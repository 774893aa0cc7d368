//! English response composition
//!
//! Every response is built in English from static tables and the eligibility
//! engine. The LLM, when configured, only elaborates a financial tip; any
//! failure there falls back to the static tip.

use std::sync::Arc;

use loan_assist_config::{catalog, TipCategory};
use loan_assist_core::{
    Decision, EligibilityVerdict, Intent, LanguageModel, LoanType, ProfileField, TurnFailure,
};
use loan_assist_eligibility::EligibilityEngine;

use crate::state::ConversationState;

/// Result of composing one response
#[derive(Debug, Clone, PartialEq)]
pub struct Composition {
    pub text: String,
    /// Field this response asks for, if any
    pub asked: Option<ProfileField>,
    pub verdict: Option<EligibilityVerdict>,
}

impl Composition {
    fn text(text: String) -> Self {
        Self {
            text,
            asked: None,
            verdict: None,
        }
    }
}

/// The one question for a profile field
pub fn question_for(field: ProfileField, loan_type: Option<LoanType>) -> String {
    match field {
        ProfileField::Age => "How old are you?".to_string(),
        ProfileField::MonthlyIncome => "What is your monthly income in rupees?".to_string(),
        ProfileField::CreditScore => {
            "What is your credit score? It is a number between 300 and 900.".to_string()
        }
        ProfileField::EmploymentTenure => match loan_type {
            Some(LoanType::Business) => "How many years have you been running your business?".to_string(),
            _ => "How many years have you been in your current job?".to_string(),
        },
        ProfileField::EmploymentType => "Are you salaried or self-employed?".to_string(),
        ProfileField::LoanType => format!(
            "Which loan are you interested in? I can help with {}.",
            loan_type_list()
        ),
    }
}

fn loan_type_list() -> String {
    let names: Vec<&str> = LoanType::all().iter().map(LoanType::display_name).collect();
    match names.split_last() {
        Some((last, rest)) if !rest.is_empty() => format!("{} and {}", rest.join(", "), last),
        Some((last, _)) => last.to_string(),
        None => String::new(),
    }
}

/// Short English apology for a failed turn
pub fn apology(failure: TurnFailure, max_audio_secs: f64) -> String {
    match failure {
        TurnFailure::AudioTooLong => format!(
            "Sorry, your recording is longer than {:.0} seconds. Please record a shorter message.",
            max_audio_secs
        ),
        TurnFailure::EmptyAudio => {
            "Sorry, I could not hear anything in that recording. Please try again.".to_string()
        }
        TurnFailure::EmptyInput => "Please type or say your question.".to_string(),
        TurnFailure::UnsupportedLanguage => {
            "Sorry, I can only help in English and nine Indian languages: Hindi, Tamil, Telugu, \
             Bengali, Kannada, Malayalam, Punjabi, Marathi and Gujarati."
                .to_string()
        }
        TurnFailure::SpeechRecognitionFailure => {
            "Sorry, I could not understand the recording. Please try again or type your message."
                .to_string()
        }
        TurnFailure::TranslationFailure
        | TurnFailure::TransliterationFailure
        | TurnFailure::SpeechSynthesisFailure => {
            "Sorry, something went wrong while processing your message. Please try again."
                .to_string()
        }
    }
}

pub struct ResponseComposer {
    engine: EligibilityEngine,
    llm: Option<Arc<dyn LanguageModel>>,
}

impl ResponseComposer {
    pub fn new(llm: Option<Arc<dyn LanguageModel>>) -> Self {
        Self {
            engine: EligibilityEngine::new(),
            llm,
        }
    }

    pub fn has_llm(&self) -> bool {
        self.llm.is_some()
    }

    /// Compose the English response for one routed turn.
    ///
    /// `utterance` is the normalized English input, used to pick a tip
    /// corpus. `turn_index` selects the tip deterministically.
    pub async fn compose(
        &self,
        intent: Intent,
        state: &ConversationState,
        utterance: &str,
        turn_index: usize,
        newly_set: &[ProfileField],
    ) -> Composition {
        let composition = match intent {
            Intent::SlotFilling => self.continue_dialogue(state),
            Intent::EligibilityCheck => self.eligibility(state),
            Intent::ApplicationGuidance => Self::application_guidance(state),
            Intent::FinancialTip => self.financial_tip(utterance, turn_index).await,
        };

        match acknowledgement(newly_set) {
            Some(ack) if intent == Intent::SlotFilling => Composition {
                text: format!("{} {}", ack, composition.text),
                ..composition
            },
            _ => composition,
        }
    }

    /// Ask the next missing field, or give the verdict once nothing is missing
    fn continue_dialogue(&self, state: &ConversationState) -> Composition {
        match state.next_question() {
            Some(field) => Composition {
                text: question_for(field, state.loan_type()),
                asked: Some(field),
                verdict: None,
            },
            None => self.eligibility(state),
        }
    }

    fn eligibility(&self, state: &ConversationState) -> Composition {
        let Some(loan_type) = state.loan_type() else {
            // General fields first; the product comes last
            let field = state.next_question().unwrap_or(ProfileField::LoanType);
            return Composition {
                text: format!(
                    "I can check your eligibility. {}",
                    question_for(field, None)
                ),
                asked: Some(field),
                verdict: None,
            };
        };

        let verdict = self.engine.evaluate(state.profile(), loan_type);
        let (text, asked) = match verdict.decision {
            Decision::InsufficientInformation => {
                let field = verdict.missing_fields.first().copied();
                let mut text = verdict.reasons.join(" ");
                if let Some(field) = field {
                    text.push(' ');
                    text.push_str(&question_for(field, Some(loan_type)));
                }
                (text, field)
            }
            Decision::Eligible => (render_eligible(&verdict), None),
            Decision::NotEligible => (render_not_eligible(&verdict), None),
        };

        tracing::debug!(loan_type = %loan_type, decision = ?verdict.decision, "Composed eligibility response");
        Composition {
            text,
            asked,
            verdict: Some(verdict),
        }
    }

    fn application_guidance(state: &ConversationState) -> Composition {
        let Some(loan_type) = state.loan_type() else {
            return Composition {
                text: format!(
                    "I can walk you through the application. {}",
                    question_for(ProfileField::LoanType, None)
                ),
                asked: Some(ProfileField::LoanType),
                verdict: None,
            };
        };

        let mut lines = vec![format!("How to apply for a {}:", loan_type.display_name())];
        for (index, step) in catalog::application_steps(loan_type).iter().enumerate() {
            lines.push(format!("{}. {}: {}.", index + 1, step.title, step.details.join("; ")));
        }
        Composition::text(lines.join("\n"))
    }

    async fn financial_tip(&self, utterance: &str, turn_index: usize) -> Composition {
        let category = TipCategory::for_context(utterance);
        let tip = category.pick(turn_index);
        let heading = category.heading();

        let Some(llm) = &self.llm else {
            return Composition::text(format!("{}: {}", heading, tip));
        };

        let prompt = format!(
            "Explain this {} for a borrower in India in two or three sentences: \"{}\"",
            heading.to_lowercase(),
            tip
        );
        match llm.complete(&prompt).await {
            Ok(elaboration) => {
                tracing::debug!(model = %llm.model_name(), "Tip elaborated by LLM");
                Composition::text(format!("{}: {}\n\n{}", heading, tip, elaboration))
            }
            Err(e) => {
                tracing::warn!(error = %e, "LLM unavailable, using static tip");
                Composition::text(format!("{}: {}", heading, tip))
            }
        }
    }
}

fn acknowledgement(newly_set: &[ProfileField]) -> Option<String> {
    let labels: Vec<&str> = newly_set.iter().map(ProfileField::label).collect();
    match labels.as_slice() {
        [] => None,
        [one] => Some(format!("Thanks, I have noted your {}.", one)),
        [rest @ .., last] => Some(format!(
            "Thanks, I have noted your {} and {}.",
            rest.join(", "),
            last
        )),
    }
}

fn render_eligible(verdict: &EligibilityVerdict) -> String {
    let product = catalog::product(verdict.loan_type);
    let mut lines = vec![format!(
        "Good news! You appear to be eligible for a {}.",
        verdict.loan_type.display_name()
    )];
    lines.extend(verdict.reasons.iter().map(|r| format!("- {}", r)));
    lines.push(format!(
        "Interest rates typically range from {}.",
        product.interest_rate_range
    ));
    let documents: Vec<&str> = product.documents_required.iter().take(3).copied().collect();
    if !documents.is_empty() {
        lines.push(format!("Keep these documents ready: {}.", documents.join("; ")));
    }
    lines.push("Ask me how to apply when you are ready.".to_string());
    lines.join("\n")
}

fn render_not_eligible(verdict: &EligibilityVerdict) -> String {
    let mut lines = vec![format!(
        "Based on what you have shared, you may not be eligible for a {} yet.",
        verdict.loan_type.display_name()
    )];
    lines.extend(verdict.reasons.iter().map(|r| format!("- {}", r)));
    if !verdict.suggestions.is_empty() {
        lines.push("To improve your chances:".to_string());
        lines.extend(verdict.suggestions.iter().map(|s| format!("- {}", s)));
    }
    lines.join("\n")
}

#[cfg(test)]
mod tests {
    use super::*;
    use async_trait::async_trait;
    use loan_assist_core::{EmploymentType, Error, FinancialProfile};

    struct FailingLlm;

    #[async_trait]
    impl LanguageModel for FailingLlm {
        async fn complete(&self, _prompt: &str) -> loan_assist_core::Result<String> {
            Err(Error::LlmUnavailable("connection refused".to_string()))
        }

        fn model_name(&self) -> &str {
            "failing"
        }
    }

    struct EchoLlm;

    #[async_trait]
    impl LanguageModel for EchoLlm {
        async fn complete(&self, _prompt: &str) -> loan_assist_core::Result<String> {
            Ok("Late payments stay on your report for years.".to_string())
        }

        fn model_name(&self) -> &str {
            "echo"
        }
    }

    fn state(profile: FinancialProfile) -> ConversationState {
        let mut state = ConversationState::new();
        state.update(&profile);
        state
    }

    fn complete_home() -> FinancialProfile {
        FinancialProfile {
            age: Some(32),
            monthly_income: Some(45_000),
            credit_score: Some(750),
            employment_tenure_years: Some(5.0),
            employment_type: Some(EmploymentType::Salaried),
            loan_type: Some(LoanType::Home),
        }
    }

    #[tokio::test]
    async fn test_slot_filling_asks_one_question() {
        let composer = ResponseComposer::new(None);
        let state = state(FinancialProfile {
            age: Some(32),
            ..Default::default()
        });
        let out = composer
            .compose(Intent::SlotFilling, &state, "i am 32", 0, &[ProfileField::Age])
            .await;
        assert_eq!(out.asked, Some(ProfileField::MonthlyIncome));
        assert!(out.text.starts_with("Thanks, I have noted your age."));
        assert!(out.text.contains("monthly income"));
        assert_eq!(out.text.matches('?').count(), 1);
    }

    #[tokio::test]
    async fn test_eligible_verdict_rendering() {
        let composer = ResponseComposer::new(None);
        let out = composer
            .compose(Intent::EligibilityCheck, &state(complete_home()), "am i eligible", 0, &[])
            .await;
        let verdict = out.verdict.unwrap();
        assert!(verdict.is_eligible());
        assert!(out.text.starts_with("Good news!"));
        assert!(out.text.contains("Interest rates"));
        assert_eq!(out.asked, None);
    }

    #[tokio::test]
    async fn test_not_eligible_lists_suggestions() {
        let composer = ResponseComposer::new(None);
        let mut profile = complete_home();
        profile.monthly_income = Some(18_000);
        let out = composer
            .compose(Intent::EligibilityCheck, &state(profile), "am i eligible", 0, &[])
            .await;
        assert!(out.text.contains("To improve your chances:"));
        assert!(out.text.contains("co-applicant"));
    }

    #[tokio::test]
    async fn test_eligibility_without_loan_type_asks_general_fields_first() {
        let composer = ResponseComposer::new(None);
        let out = composer
            .compose(Intent::EligibilityCheck, &ConversationState::new(), "am i eligible", 0, &[])
            .await;
        assert_eq!(out.asked, Some(ProfileField::Age));
        assert!(out.verdict.is_none());
    }

    #[tokio::test]
    async fn test_insufficient_information_asks_next_required() {
        let composer = ResponseComposer::new(None);
        let out = composer
            .compose(
                Intent::EligibilityCheck,
                &state(FinancialProfile {
                    age: Some(30),
                    loan_type: Some(LoanType::Car),
                    ..Default::default()
                }),
                "am i eligible for a car loan",
                0,
                &[],
            )
            .await;
        assert_eq!(out.asked, Some(ProfileField::MonthlyIncome));
        assert_eq!(
            out.verdict.unwrap().decision,
            Decision::InsufficientInformation
        );
    }

    #[tokio::test]
    async fn test_application_guidance() {
        let composer = ResponseComposer::new(None);
        let out = composer
            .compose(Intent::ApplicationGuidance, &state(complete_home()), "how do i apply", 0, &[])
            .await;
        assert!(out.text.contains("1. Check Your Eligibility"));
        assert!(out.text.contains("6. Approval & Disbursement"));

        let out = composer
            .compose(Intent::ApplicationGuidance, &ConversationState::new(), "how do i apply", 0, &[])
            .await;
        assert_eq!(out.asked, Some(ProfileField::LoanType));
        assert!(out.text.contains("Microfinance"));
    }

    #[tokio::test]
    async fn test_tip_falls_back_when_llm_fails() {
        let composer = ResponseComposer::new(Some(Arc::new(FailingLlm)));
        let out = composer
            .compose(Intent::FinancialTip, &ConversationState::new(), "improve my credit score", 1, &[])
            .await;
        assert_eq!(
            out.text,
            "Credit score tip: Keep your credit card utilization below 30% of your limit."
        );
    }

    #[tokio::test]
    async fn test_tip_elaborated_by_llm() {
        let composer = ResponseComposer::new(Some(Arc::new(EchoLlm)));
        let out = composer
            .compose(Intent::FinancialTip, &ConversationState::new(), "budget advice", 0, &[])
            .await;
        assert!(out.text.starts_with("Saving tip: "));
        assert!(out.text.ends_with("Late payments stay on your report for years."));
    }

    #[test]
    fn test_apology_mentions_limit() {
        assert!(apology(TurnFailure::AudioTooLong, 30.0).contains("30 seconds"));
    }
}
* * *
### EXERCISE:
Search the listing above for the lines with "let Some(llm) = &self.llm" and "rates typically range", then output those lines and all lines between them exactly.

### OUTPUT FOR THIS EXERCISE:
        let Some(llm) = &self.llm else {
            return Composition::text(format!("{}: {}", heading, tip));
        };

        let prompt = format!(
            "Explain this {} for a borrower in India in two or three sentences: \"{}\"",
            heading.to_lowercase(),
            tip
        );
        match llm.complete(&prompt).await {
            Ok(elaboration) => {
                tracing::debug!(model = %llm.model_name(), "Tip elaborated by LLM");
                Composition::text(format!("{}: {}\n\n{}", heading, tip, elaboration))
            }
            Err(e) => {
                tracing::warn!(error = %e, "LLM unavailable, using static tip");
                Composition::text(format!("{}: {}", heading, tip))
            }
        }
    }
}

fn acknowledgement(newly_set: &[ProfileField]) -> Option<String> {
    let labels: Vec<&str> = newly_set.iter().map(ProfileField::label).collect();
    match labels.as_slice() {
        [] => None,
        [one] => Some(format!("Thanks, I have noted your {}.", one)),
        [rest @ .., last] => Some(format!(
            "Thanks, I have noted your {} and {}.",
            rest.join(", "),
            last
        )),
    }
}

fn render_eligible(verdict: &EligibilityVerdict) -> String {
    let product = catalog::product(verdict.loan_type);
    let mut lines = vec![format!(
        "Good news! You appear to be eligible for a {}.",
        verdict.loan_type.display_name()
    )];
    lines.extend(verdict.reasons.iter().map(|r| format!("- {}", r)));
    lines.push(format!(
        "Interest rates typically range from {}.",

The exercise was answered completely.